El Ayuntamiento de Barcelona controlará el ruido de los botellones en 11 puntos conflictivos de la ciudad, como es el caso del Triángulo Golfo del Poblenou. Los grupos municipales –excepto el voto negativo de Ciudadanos y la abstención del PP y Valents– han votado a favor de la propuesta de ERC de instalar sonómetros en las plazas de Gràcia, Enric Granados, plaza de George Orwell (Gòtic), la calle Almirall Churruca de la Barceloneta y la plaza de Osca en Sants, entre otros emplazamientos.

Los partidos de la oposición han defendido el descanso de los vecinos, pero han matizado su argumentación cuando se han referido a los locales de ocio nocturno. Mientras que grupos como Ciudadanos y el PP han pedido que no se "criminalice" las discotecas y clubes, otros grupos como la misma Esquerra Republicana y Valents han subrayado que la actividad económica de estos locales debe ser "compatible" con el descanso vecinal.

ERC: "NOS HEMOS NEGADO A ESCUCHAR EL RUIDO"

"Nos hemos negado a escuchar el ruido. La mejor defensa del ocio nocturno es una regulación positiva. Hay que recuperar el equilibrio perdido. Quiero defender explícitamente el gremio de restauración y ocio nocturno, pero esto significa regulación, autoridad democrática y respeto por el derecho básico de los ciudadanos. De lo contrario, no podremos hablar de una Barcelona digna y magnífica, que es lo que es y será", ha defendido Maragall.

Desde Ciudadanos, Paco Sierra ha defendido su voto contrario acusando a ERC y al Ayuntamiento de poner trabas a los empresarios. "¿Saben lo que le cuesta a un empresario los puestos de trabajo, la licencia y acondicionar el local para que le den una licencia? Un dineral", ha replicado el concejal, que tacha a los responsables municipales de ser "cómplice" con los botellones. "El ruido viene principalmente por los botellones, no de los hosteleros", ha asegurado.

Un botellón masivo en la playa de la Barceloneta; Colau quiere poner fin al descontrol / EUROPA PRESS

 

BADIA, SOBRE LAS DISCOTECAS: "NO DEMONIZAMOS A NADIE"

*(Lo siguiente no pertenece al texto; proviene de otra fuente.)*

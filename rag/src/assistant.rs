use std::fmt;

use serde::Serialize;

use crate::catalog::{Catalog, CourseRecord};
use crate::config::{Config, DEFAULT_TEMPERATURE, DEFAULT_TOP_K};
use crate::embed_texts::{Embedder, HttpEmbedder};
use crate::error::{RagError, Result};
use crate::find_course::find_course;
use crate::format_answer::format_course_answer;
use crate::generate::{generate_answer, ChatModel, HttpChatModel};
use crate::index_catalog::index_catalog;
use crate::retrieve_courses::{retrieve_courses, RetrievedDocument};
use crate::smalltalk::Smalltalk;
use crate::store_qdrant::{QdrantIndex, VectorIndex};

/// Where an answer came from.
#[derive(Clone, Copy, Debug, PartialEq, Eq, Serialize)]
#[serde(rename_all = "snake_case")]
pub enum AnswerKind {
    Smalltalk,
    Catalog,
    Retrieval,
    Failure,
}

#[derive(Clone, Debug, PartialEq, Eq, Serialize)]
pub struct Source {
    pub title: String,
    pub url: String,
}

/// What every resolution path hands back to the caller.
#[derive(Clone, Debug, PartialEq, Eq, Serialize)]
pub struct AnswerResult {
    pub kind: AnswerKind,
    pub answer: String,
    pub documents: Vec<String>,
    pub sources: Vec<Source>,
}

/// Outcome of running a question through the pipeline.
#[derive(Debug)]
pub enum Resolution<'a> {
    Smalltalk(Smalltalk),
    Course(&'a CourseRecord),
    Retrieved {
        answer: String,
        documents: Vec<RetrievedDocument>,
    },
    Failed(RagError),
}

impl Resolution<'_> {
    pub fn into_answer(self) -> AnswerResult {
        match self {
            Self::Smalltalk(kind) => AnswerResult {
                kind: AnswerKind::Smalltalk,
                answer: kind.reply().to_string(),
                documents: vec![],
                sources: vec![],
            },
            Self::Course(record) => AnswerResult {
                kind: AnswerKind::Catalog,
                answer: format_course_answer(record),
                documents: vec![],
                sources: vec![Source {
                    title: record.source_title(),
                    url: record.source_url.clone(),
                }],
            },
            Self::Retrieved { answer, documents } => {
                let sources = documents
                    .iter()
                    .map(|d| Source {
                        title: d.title.clone(),
                        url: d.url.clone(),
                    })
                    .collect();
                AnswerResult {
                    kind: AnswerKind::Retrieval,
                    answer,
                    documents: documents.into_iter().map(|d| d.text).collect(),
                    sources,
                }
            }
            Self::Failed(err) => AnswerResult {
                kind: AnswerKind::Failure,
                answer: failure_message(&err),
                documents: vec![],
                sources: vec![],
            },
        }
    }
}

pub fn failure_message(err: &RagError) -> String {
    format!("Sorry, PantherBot could not reach the course search service: {err}")
}

/// Answers course questions: smalltalk, then exact catalog lookup, then grounded
/// retrieval. Holds only read-only state, so one instance can serve many callers.
pub struct Assistant {
    catalog: Option<Catalog>,
    embedder: Box<dyn Embedder>,
    index: Box<dyn VectorIndex>,
    model: Box<dyn ChatModel>,
    top_k: usize,
    temperature: f32,
    index_batch: usize,
}

impl fmt::Debug for Assistant {
    fn fmt(&self, f: &mut fmt::Formatter<'_>) -> fmt::Result {
        f.debug_struct("Assistant")
            .field("courses", &self.catalog.as_ref().map(Catalog::len))
            .field("top_k", &self.top_k)
            .field("temperature", &self.temperature)
            .finish_non_exhaustive()
    }
}

impl Assistant {
    /// `catalog` is `None` when it could not be loaded; exact lookup is then skipped.
    pub fn new(
        catalog: Option<Catalog>,
        embedder: Box<dyn Embedder>,
        index: Box<dyn VectorIndex>,
        model: Box<dyn ChatModel>,
    ) -> Self {
        Self {
            catalog,
            embedder,
            index,
            model,
            top_k: DEFAULT_TOP_K,
            temperature: DEFAULT_TEMPERATURE,
            index_batch: 32,
        }
    }

    #[must_use]
    pub fn with_top_k(mut self, top_k: usize) -> Self {
        self.top_k = top_k.max(1);
        self
    }

    #[must_use]
    pub fn with_temperature(mut self, temperature: f32) -> Self {
        self.temperature = temperature;
        self
    }

    #[must_use]
    pub fn with_index_batch(mut self, batch: usize) -> Self {
        self.index_batch = batch.max(1);
        self
    }

    /// Wires HTTP-backed services from `cfg`. A missing credential is fatal; a
    /// missing catalog only disables exact lookup.
    pub fn from_config(cfg: &Config) -> Result<Self> {
        let endpoint = cfg.llm_endpoint()?;
        let catalog = match Catalog::load_first(&cfg.catalog_paths) {
            Ok(catalog) => Some(catalog),
            Err(err) => {
                tracing::warn!("{err}; exact course lookup disabled");
                None
            }
        };
        let embedder = HttpEmbedder::new(cfg, endpoint.clone())?;
        let model = HttpChatModel::new(cfg, endpoint)?;
        let index = QdrantIndex::new(cfg)?;

        Ok(Self::new(catalog, Box::new(embedder), Box::new(index), Box::new(model))
            .with_top_k(cfg.top_k)
            .with_temperature(cfg.temperature)
            .with_index_batch(cfg.index_batch))
    }

    pub fn catalog(&self) -> Option<&Catalog> {
        self.catalog.as_ref()
    }

    pub fn resolve(&self, question: &str) -> Resolution<'_> {
        if let Some(kind) = Smalltalk::classify(question) {
            tracing::debug!(?kind, "answered as smalltalk");
            return Resolution::Smalltalk(kind);
        }

        if let Some(record) = self
            .catalog
            .as_ref()
            .and_then(|catalog| find_course(catalog, question))
        {
            tracing::debug!(code = %record.course_code, "answered from catalog");
            return Resolution::Course(record);
        }

        let retrieved = retrieve_courses(
            self.embedder.as_ref(),
            self.index.as_ref(),
            question,
            self.top_k,
        )
        .and_then(|documents| {
            generate_answer(self.model.as_ref(), question, &documents, self.temperature)
                .map(|answer| (answer, documents))
        });

        match retrieved {
            Ok((answer, documents)) => Resolution::Retrieved { answer, documents },
            Err(err) => {
                tracing::error!("retrieval answer failed: {err}");
                Resolution::Failed(err)
            }
        }
    }

    /// Never fails: service errors come back as a labeled failure answer.
    pub fn ask(&self, question: &str) -> AnswerResult {
        self.resolve(question).into_answer()
    }

    /// Raw nearest-neighbour results, without generation.
    pub fn search(&self, query: &str, k: usize) -> Result<Vec<RetrievedDocument>> {
        retrieve_courses(self.embedder.as_ref(), self.index.as_ref(), query, k)
    }

    pub fn index_catalog(&self) -> Result<usize> {
        let catalog = self.catalog.as_ref().ok_or(RagError::CatalogUnavailable)?;
        index_catalog(
            catalog,
            self.embedder.as_ref(),
            self.index.as_ref(),
            self.index_batch,
        )
    }

    pub fn indexed_count(&self) -> Result<usize> {
        self.index.count()
    }
}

Los otros lugares donde el consistorio controlará el ruido son: la calle de Rogent (Camp de l'Arpa del Clot), la rambla del Poblenou, la calle de Allada Vermell (Sant Pere i Santa Caterina) y la calle de Nou de la Rambla.

El concejal de Emergencia Climática y Transición Ecológica, Eloi Badia, ha defendido con intensidad el plan contra los ruidos presentado hace unas semanas por el gobierno de Ada Colau y ha defendido que la principal causa del ruido lo protagonizan los coches. "No estamos demonizando a nadie. Estamos siendo muy quirúrgicos a la hora actuar en lugares concretos. Como dice la propuesta presentado debemos actuar en ámbitos porque afecta la salud".

CS DENUNCIA EL RUIDO EN EL TRIÁNGULO GOLFO

Mientras Ciudadanos ha votado en contra de instalar sonómetros para vigilar el ruido de los incívicos, su mismo partido ha presentado otra propuesta dirigida a revertir las molestias generadas por los botellones del Triángulo Golfo, la zona de discotecas del Poblenou donde se ubica el Razzmatazz. La iniciativa, presentada por la presidenta de Ciudadanos en el Ayuntamiento, defiende el cumplimiento de las ordenanzas municipales que prohíben el consumo de alcohol en la vía pública.

Sobre esta segunda propuesta, el regidor de Seguridad, Albert Batlle, ha pedido evitar "soluciones simples" a problemas "complejos" y ha explicado que la Guardia Urbana ha intensificado las patrullas uniformadas en esta zona de discotecas durante todos los días de la semana. También ha defendido los dispositivos policiales con los Mossos d'Esquadra para evitar botellones en toda la ciudad, así como las actividades delictivas derivadas como el tráfico de drogas. La propuesta de Ciudadanos ha sido aprobada por unanimidad.